Ernest Clement Vernon Broughton (29 January 1865 – 15 August 1917) was a politician in New South Wales, Australia. He was a Member of the New South Wales Legislative Assembly and a mayor of the Municipality of Ashfield.

Early life
Broughton was born on 29 January 1865 at Kangaroo Point, Brisbane, the son of Alfred Delves Broughton (the police magistrate at Drayton, Queensland) and Clemence Lamonneire dit Fattorini.

On 15 February 1890 Broughton married Amelia Lockyer (Millie) Newcombe, the daughter of William Newcombe, at St Peters Church, Woolloomooloo.

Their home in Ashfield was called Delves, a Broughton family name.
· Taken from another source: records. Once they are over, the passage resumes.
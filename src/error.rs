use chrono::{DateTime, Utc};
use thiserror::Error;

/// Everything that can go wrong while loading, editing or reporting trackers.
#[derive(Debug, Error)]
pub enum TimerError {
    #[error("line {line}: {reason}")]
    Parse { line: usize, reason: String },

    #[error("tracker \"{0}\" does not exist")]
    NotFound(String),

    #[error("tracker \"{0}\" already exists")]
    AlreadyExists(String),

    #[error("tracker \"{0}\" already running")]
    AlreadyRunning(String),

    #[error("tracker \"{0}\" not running")]
    NotRunning(String),

    #[error("invalid interval: {end} precedes {start}")]
    InvalidInterval {
        start: DateTime<Utc>,
        end: DateTime<Utc>,
    },

    #[error("invalid label \"{0}\": labels must be non-empty and contain no whitespace")]
    InvalidLabel(String),

    #[error("must provide a label to {0} a tracker")]
    MissingLabel(&'static str),

    #[error(transparent)]
    Io(#[from] std::io::Error),
}

pub type Result<T, E = TimerError> = std::result::Result<T, E>;
//! # timers-rs
//!
//! `timers-rs` keeps named timers ("trackers") in a plain text file. Each tracker is a list of
//! start/stop intervals; the last one may still be running.
//!
//! The file holds one tracker per line, a label followed by RFC 3339 timestamps taken in pairs:
//!
//! ```text
//! work 2012-11-01T22:08:41+00:00 2012-11-01T22:20:41+00:00 2012-12-02T22:08:41+00:00
//! ```
//!
//! Usage example:
//!
//!     use chrono::Utc;
//!     use timers_rs::command::{execute, Action, Command, Outcome};
//!     use timers_rs::store::Strictness;
//!
//!     let command = Command::new(Action::Create, Some("work".to_string()));
//!     let outcome = execute("", &command, Strictness::Strict, Utc::now()).unwrap();
//!     if let Outcome::Updated { text, message } = outcome {
//!         println!("{message}");
//!         assert!(text.starts_with("work "));
//!     }

/// Trackers, their intervals and the durations computed from them
pub mod data;

/// Reading and writing the store, in memory and on disk
pub mod store;

/// Format data depending on what needs to be displayed
pub mod formatter;

pub mod cli;
pub mod command;
pub mod config;
pub mod editor;
pub mod error;
pub mod logging;

pub use error::TimerError;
They also owned a summer cottage Sur-le-mer at Cronulla.

In 1909 after a fiery meeting, he was appointed as the second President of the New South Wales Rugby League, replacing fellow politician Henry Hoyle, one of the three founding fathers of Rugby League in Australia. Broughton though lasted just 3 weeks before illness forced him to stand down from the role. He was replaced by yet another politician, Edward O'Sullivan.

Politics
Broughton was a member of the Progressive Party and later the Liberal Reform party.

In 1901 and 1902, he was mayor of the Municipality of Ashfield.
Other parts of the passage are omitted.